Supplied data below:

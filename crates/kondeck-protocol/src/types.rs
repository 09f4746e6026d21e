//! Core wire values: identities, cards, and shared payload structs.
//!
//! Everything here is a plain serializable value. Payload field names are
//! part of the wire contract and use camelCase (`konCard`, `cardsInHand`),
//! so each struct pins them down with serde attributes rather than leaving
//! the shape to convention.

use std::fmt;

use serde::{Deserialize, Serialize};

// ---------------------------------------------------------------------------
// Identity types
// ---------------------------------------------------------------------------

/// A unique identifier for a connected client.
///
/// Assigned by the server when a connection is accepted; clients never pick
/// their own. Serializes as a plain number.
#[derive(Debug, Clone, Copy, PartialEq, Eq, Hash, Serialize, Deserialize)]
#[serde(transparent)]
pub struct ClientId(pub u64);

impl fmt::Display for ClientId {
    fn fmt(&self, f: &mut fmt::Formatter<'_>) -> fmt::Result {
        write!(f, "c-{}", self.0)
    }
}

/// A room name. Rooms are addressed by name on the wire (`roomName`), so
/// the identifier is a string rather than a numeric handle.
#[derive(
    Debug, Clone, PartialEq, Eq, Hash, PartialOrd, Ord, Serialize, Deserialize,
)]
#[serde(transparent)]
pub struct RoomId(pub String);

impl RoomId {
    pub fn new(name: impl Into<String>) -> Self {
        Self(name.into())
    }

    pub fn as_str(&self) -> &str {
        &self.0
    }
}

impl fmt::Display for RoomId {
    fn fmt(&self, f: &mut fmt::Formatter<'_>) -> fmt::Result {
        f.write_str(&self.0)
    }
}

impl From<&str> for RoomId {
    fn from(name: &str) -> Self {
        Self(name.to_string())
    }
}

// ---------------------------------------------------------------------------
// Cards
// ---------------------------------------------------------------------------

/// A card rank. The joker is a wild rank: it counts as a match against any
/// target rank, and is never itself a target.
#[derive(Debug, Clone, Copy, PartialEq, Eq, Hash, Serialize, Deserialize)]
pub enum Rank {
    J,
    Q,
    K,
    A,
    #[serde(rename = "JOKER")]
    Joker,
}

impl fmt::Display for Rank {
    fn fmt(&self, f: &mut fmt::Formatter<'_>) -> fmt::Result {
        let s = match self {
            Rank::J => "J",
            Rank::Q => "Q",
            Rank::K => "K",
            Rank::A => "A",
            Rank::Joker => "JOKER",
        };
        f.write_str(s)
    }
}

/// An immutable card value. The `id` is unique within the deck (`"Q-3"`,
/// `"JOKER-1"`) and is what clients reference when playing or verifying.
#[derive(Debug, Clone, PartialEq, Eq, Serialize, Deserialize)]
pub struct Card {
    pub id: String,
    pub rank: Rank,
}

impl Card {
    pub fn new(id: impl Into<String>, rank: Rank) -> Self {
        Self {
            id: id.into(),
            rank,
        }
    }
}

// ---------------------------------------------------------------------------
// Shared payload structs
// ---------------------------------------------------------------------------

/// A room member and their ready flag, as sent in `roomJoined`/`roomLeft`.
#[derive(Debug, Clone, PartialEq, Eq, Serialize, Deserialize)]
pub struct MemberInfo {
    pub id: ClientId,
    pub ready: bool,
}

/// One room in the `availableRooms` listing.
#[derive(Debug, Clone, PartialEq, Eq, Serialize, Deserialize)]
#[serde(rename_all = "camelCase")]
pub struct RoomSummary {
    pub room_name: RoomId,
    pub has_password: bool,
}

/// The public view of a player inside `gameState` — hand size only, never
/// the cards themselves.
#[derive(Debug, Clone, PartialEq, Eq, Serialize, Deserialize)]
#[serde(rename_all = "camelCase")]
pub struct PlayerSummary {
    pub id: ClientId,
    pub name: Option<String>,
    pub cards_in_hand: usize,
}

/// The room-wide `gameState` snapshot pushed after every accepted action.
///
/// Private hands are deliberately absent; they travel in per-client `hand`
/// events.
#[derive(Debug, Clone, PartialEq, Eq, Serialize, Deserialize)]
#[serde(rename_all = "camelCase")]
pub struct GameStatePayload {
    pub players: Vec<PlayerSummary>,
    pub kon_card: Rank,
    pub current_player_id: Option<ClientId>,
    pub table_cards: Vec<Card>,
    pub is_all_actions: bool,
    pub previous_player: Option<ClientId>,
}

// =========================================================================
// Tests
// =========================================================================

End of Supplied data.

Exercise brief> How many lines of the listing above hold the string "accepted"? Answer with the number alone.

Output> 2